Analogy: A Centralized, Version-Controlled Protocol
Think of the concept_set approach as moving your variable definitions out of a static Word document and into a centralized, version-controlled library. The definition is created once, validated, and then simply referenced in any study that needs it. This is the direct equivalent of “defining a variable in a study protocol,” but in a way that is machine-readable and directly tied to the analysis.
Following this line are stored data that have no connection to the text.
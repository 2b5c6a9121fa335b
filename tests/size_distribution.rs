//! 누적 입도 곡선 생성기 테스트.
use grinding_circuit_twin::circuit::{
    size_distribution::{cumulative_value, generate_curve, ggs_curve},
    CircuitError, CurveConvention, SIEVE_SERIES_UM,
};

#[test]
fn curve_has_one_point_per_sieve_in_order() {
    let curve = ggs_curve(396.0).unwrap();
    assert_eq!(curve.len(), 15);
    let sieves: Vec<f64> = curve.iter().map(|p| p.sieve_um).collect();
    assert_eq!(sieves, SIEVE_SERIES_UM.to_vec());
    assert_eq!(curve.exponent, 0.8);
    assert_eq!(curve.convention, CurveConvention::Complement);
}

#[test]
fn sieve_equal_to_p80_reports_zero() {
    let curve = ggs_curve(600.0).unwrap();
    let at_p80 = curve.iter().find(|p| p.sieve_um == 600.0).unwrap();
    assert_eq!(at_p80.cumulative_pct, 0.0);
}

#[test]
fn sieve_much_smaller_than_p80_approaches_hundred() {
    let v = cumulative_value(38.0, 1.0e7, 0.8, CurveConvention::Complement).unwrap();
    assert!(v > 99.9 && v <= 100.0, "v={v}");
}

#[test]
fn values_are_clamped_to_percent_range() {
    let curve = ggs_curve(50.0).unwrap();
    assert!(curve
        .iter()
        .all(|p| (0.0..=100.0).contains(&p.cumulative_pct)));
    // 큰 체에서는 y > 100 이므로 0 으로 잘린다.
    assert_eq!(curve.points[0].cumulative_pct, 0.0);
}

#[test]
fn passing_convention_reports_ggs_value() {
    let v = cumulative_value(150.0, 300.0, 1.0, CurveConvention::Passing).unwrap();
    assert!((v - 50.0).abs() < 1e-12);
    let c = cumulative_value(150.0, 300.0, 1.0, CurveConvention::Complement).unwrap();
    assert!((c - 50.0).abs() < 1e-12);
    let v = cumulative_value(75.0, 300.0, 1.0, CurveConvention::Passing).unwrap();
    assert!((v - 25.0).abs() < 1e-12);
}

#[test]
fn generation_is_deterministic() {
    let a = generate_curve(1357.3, 0.8, CurveConvention::Complement).unwrap();
    let b = generate_curve(1357.3, 0.8, CurveConvention::Complement).unwrap();
    assert_eq!(a, b);
}

#[test]
fn non_positive_p80_rejected() {
    assert!(matches!(
        ggs_curve(0.0),
        Err(CircuitError::NumericDomain { .. })
    ));
    assert!(ggs_curve(f64::NAN).is_err());
    assert!(generate_curve(300.0, 0.0, CurveConvention::Complement).is_err());
}
use serde::{Deserialize, Serialize};
use tracing::debug;

use super::ball_mill::{compute_ball_mill, BallMillInput, BallMillResult};
use super::constants::ModelConstants;
use super::cyclone::{classify, ClassificationResult};
use super::errors::CircuitError;
use super::kinetics::{mill_kinetics, MillKinetics};
use super::mass_balance::{compute_metrics, CircuitMetrics, MassBalanceInput};
use super::params::CircuitInput;
use super::sag_mill::{compute_sag, StageResult};
use super::size_distribution::{generate_curve, SizeDistributionCurve};
use crate::units::{convert_pressure, PressureUnit};

/// 단계별 P80 곡선 세 개.
#[derive(Debug, Clone, PartialEq, Serialize, Deserialize)]
pub struct StageCurves {
    pub sag: SizeDistributionCurve,
    pub ball_mill: SizeDistributionCurve,
    pub final_product: SizeDistributionCurve,
}

impl StageCurves {
    /// (식별자, 곡선) 쌍을 SAG → 볼 밀 → 최종 순서로 돌려준다.
    pub fn labelled(&self) -> [(&'static str, &SizeDistributionCurve); 3] {
        [
            ("sag", &self.sag),
            ("ball_mill", &self.ball_mill),
            ("final", &self.final_product),
        ]
    }
}

/// 표/보고서 출력용 한 줄. `section`, `parameter` 는 번역 키로도 쓰인다.
#[derive(Debug, Clone, Copy, PartialEq)]
pub struct ResultRow {
    pub section: &'static str,
    pub parameter: &'static str,
    pub value: f64,
    pub unit: &'static str,
}

/// 시뮬레이션 1회의 전체 결과. 입력을 함께 보관한다.
#[derive(Debug, Clone, PartialEq, Serialize, Deserialize)]
pub struct SimulationResult {
    pub input: CircuitInput,
    pub constants: ModelConstants,
    pub sag_kinetics: MillKinetics,
    pub ball_mill_kinetics: MillKinetics,
    pub sag: StageResult,
    pub ball_mill: BallMillResult,
    pub classification: ClassificationResult,
    pub metrics: CircuitMetrics,
    pub curves: StageCurves,
}

/// SAG → 볼 밀 → 사이클론 → 물질수지 순으로 한 번 계산한다. 반복 수렴은 하지 않는다.
pub fn simulate(
    input: &CircuitInput,
    constants: &ModelConstants,
) -> Result<SimulationResult, CircuitError> {
    input.validate()?;
    constants.validate()?;

    let sag_kinetics = mill_kinetics(
        input.sag.diameter_m,
        input.sag.speed_rpm,
        constants.critical_speed_constant,
    )?;
    let ball_mill_kinetics = mill_kinetics(
        input.ball_mill.diameter_m,
        input.ball_mill.speed_rpm,
        constants.critical_speed_constant,
    )?;
    debug!(
        sag_pct = sag_kinetics.percent_critical,
        ball_pct = ball_mill_kinetics.percent_critical,
        "mill kinetics"
    );

    let sag = compute_sag(
        &input.sag,
        sag_kinetics.percent_critical,
        constants.sag_energy_constant,
    )?;

    let openings = input.cyclone.openings();
    let ball_mill = compute_ball_mill(BallMillInput {
        sag_tonnage_tph: input.sag.tonnage_tph,
        sag_specific_energy_kwh_t: sag.specific_energy_kwh_t,
        params: &input.ball_mill,
        openings,
        energy_ratio: constants.ball_energy_ratio,
        circulation_coefficient: constants.circulation_coefficient,
    })?;

    let classification = classify(
        &input.cyclone,
        constants.cyclone_constant,
        constants.cut_size_p80_factor,
    )?;

    let metrics = compute_metrics(MassBalanceInput {
        sag_tonnage_tph: input.sag.tonnage_tph,
        ball_mill_tonnage_tph: ball_mill.tonnage_tph,
        apex_m: openings.apex_m,
        cyclone_diameter_m: input.cyclone.diameter_m,
        ball_mill_p80_um: ball_mill.stage.p80_um,
        final_p80_um: classification.final_p80_um,
        tonnage_epsilon: constants.tonnage_epsilon,
    });

    let n = constants.ggs_exponent;
    let convention = constants.curve_convention;
    let curves = StageCurves {
        sag: generate_curve(sag.p80_um, n, convention)?,
        ball_mill: generate_curve(ball_mill.stage.p80_um, n, convention)?,
        final_product: generate_curve(classification.final_p80_um, n, convention)?,
    };

    Ok(SimulationResult {
        input: *input,
        constants: *constants,
        sag_kinetics,
        ball_mill_kinetics,
        sag,
        ball_mill,
        classification,
        metrics,
        curves,
    })
}

impl SimulationResult {
    /// 입력과 결과를 (구분, 항목, 값, 단위) 행으로 펼친다.
    pub fn rows(&self) -> Vec<ResultRow> {
        let row = |section, parameter, value, unit| ResultRow {
            section,
            parameter,
            value,
            unit,
        };
        let i = &self.input;
        vec![
            row("input", "sag.diameter", i.sag.diameter_m, "m"),
            row("input", "sag.length", i.sag.length_m, "m"),
            row("input", "sag.fill", i.sag.fill_fraction, "-"),
            row("input", "sag.ball_charge", i.sag.ball_charge_fraction, "-"),
            row("input", "sag.speed", i.sag.speed_rpm, "rpm"),
            row("input", "sag.work_index", i.sag.work_index_kwh_t, "kWh/t"),
            row("input", "sag.f80", i.sag.f80_um, "µm"),
            row("input", "sag.tonnage", i.sag.tonnage_tph, "t/h"),
            row("input", "ball_mill.work_index", i.ball_mill.work_index_kwh_t, "kWh/t"),
            row("input", "ball_mill.f80", i.ball_mill.f80_um, "µm"),
            row("input", "ball_mill.diameter", i.ball_mill.diameter_m, "m"),
            row("input", "ball_mill.speed", i.ball_mill.speed_rpm, "rpm"),
            row("input", "cyclone.diameter", i.cyclone.diameter_m, "m"),
            row("input", "cyclone.apex", i.cyclone.apex_mm, "mm"),
            row("input", "cyclone.vortex", i.cyclone.vortex_mm, "mm"),
            row("input", "cyclone.pressure", i.cyclone.pressure_psi, "psi"),
            row(
                "input",
                "cyclone.pressure_kpa",
                convert_pressure(i.cyclone.pressure_psi, PressureUnit::Psi, PressureUnit::KiloPascal),
                "kPa",
            ),
            row("input", "cyclone.flow", i.cyclone.flow_m3_per_h, "m³/h"),
            row("input", "cyclone.density", i.cyclone.pulp_density_t_m3, "t/m³"),
            row("sag", "critical_speed", self.sag_kinetics.critical_speed_rpm, "rpm"),
            row("sag", "percent_critical", self.sag_kinetics.percent_critical, "%"),
            row("sag", "specific_energy", self.sag.specific_energy_kwh_t, "kWh/t"),
            row("sag", "power", self.sag.power_mw, "MW"),
            row("sag", "p80", self.sag.p80_um, "µm"),
            row("ball_mill", "critical_speed", self.ball_mill_kinetics.critical_speed_rpm, "rpm"),
            row("ball_mill", "percent_critical", self.ball_mill_kinetics.percent_critical, "%"),
            row("ball_mill", "tonnage", self.ball_mill.tonnage_tph, "t/h"),
            row("ball_mill", "specific_energy", self.ball_mill.stage.specific_energy_kwh_t, "kWh/t"),
            row("ball_mill", "power", self.ball_mill.stage.power_mw, "MW"),
            row("ball_mill", "p80", self.ball_mill.stage.p80_um, "µm"),
            row("cyclone", "d50c", self.classification.d50c_um, "µm"),
            row("cyclone", "final_p80", self.classification.final_p80_um, "µm"),
            row("circuit", "circulating_load", self.metrics.circulating_load_pct, "%"),
            row("circuit", "efficiency", self.metrics.classification_efficiency_pct, "%"),
            row("circuit", "overflow", self.metrics.overflow_tonnage_tph, "t/h"),
            row(
                "circuit",
                "total_power",
                self.sag.power_mw + self.ball_mill.stage.power_mw,
                "MW",
            ),
        ]
    }
}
Your First R Script. Connecting to Data and Defining a Variable
Here is a simple R script to get started. The comments explain each step and connect it to the concepts above.
# Load the necessary libraries (think of these as specialized toolkits for OMOP data)
library(CDMConnector)
library(duckdb)
# --- Step 1: Connect to the Data ---
# In SAS/SPSS, you would typically open a file from a menu (e.g., File > Open > Data).
# In R, we do this programmatically by creating a connection to the database file.
db_file <- "omop_data.duckdb" # The name of your database file
con <- DBI::dbConnect(duckdb(), dbdir = db_file)
# --- Step 2: Create a Pointer to the OMOP Database ---
# This is a key difference. Instead of loading the entire dataset into your computer's memory,
# we create a 'cdm' object that is a lightweight pointer to the database tables.
# This allows us to work with massive datasets (billions of rows) efficiently.
cdmSchema <- "main"
cdm <- cdmFromCon(con, cdm_schema = cdmSchema, write_schema = "main")
# --- Step 3: Load a Standardized Variable Definition ---
# This is the core of the process. We are loading a pre-defined and clinically validated concept set for "Type 2 Diabetes" from the platform's library.
# This function retrieves the list of all concept_ids that define our clinical idea.
diabetes_concept_set <- getCodelistFromConceptSet(
id = 123, # This is an example ID for the concept set
cdm = cdm,
cdmSchema = cdmSchema
)
# You have now defined your 'diabetes' variable!
# The 'diabetes_concept_set' object now holds the complete, standardized definition
# for this clinical idea, ready to be used for analysis.
5. The Core Task - Creating Study Populations (Sub-Cohorts)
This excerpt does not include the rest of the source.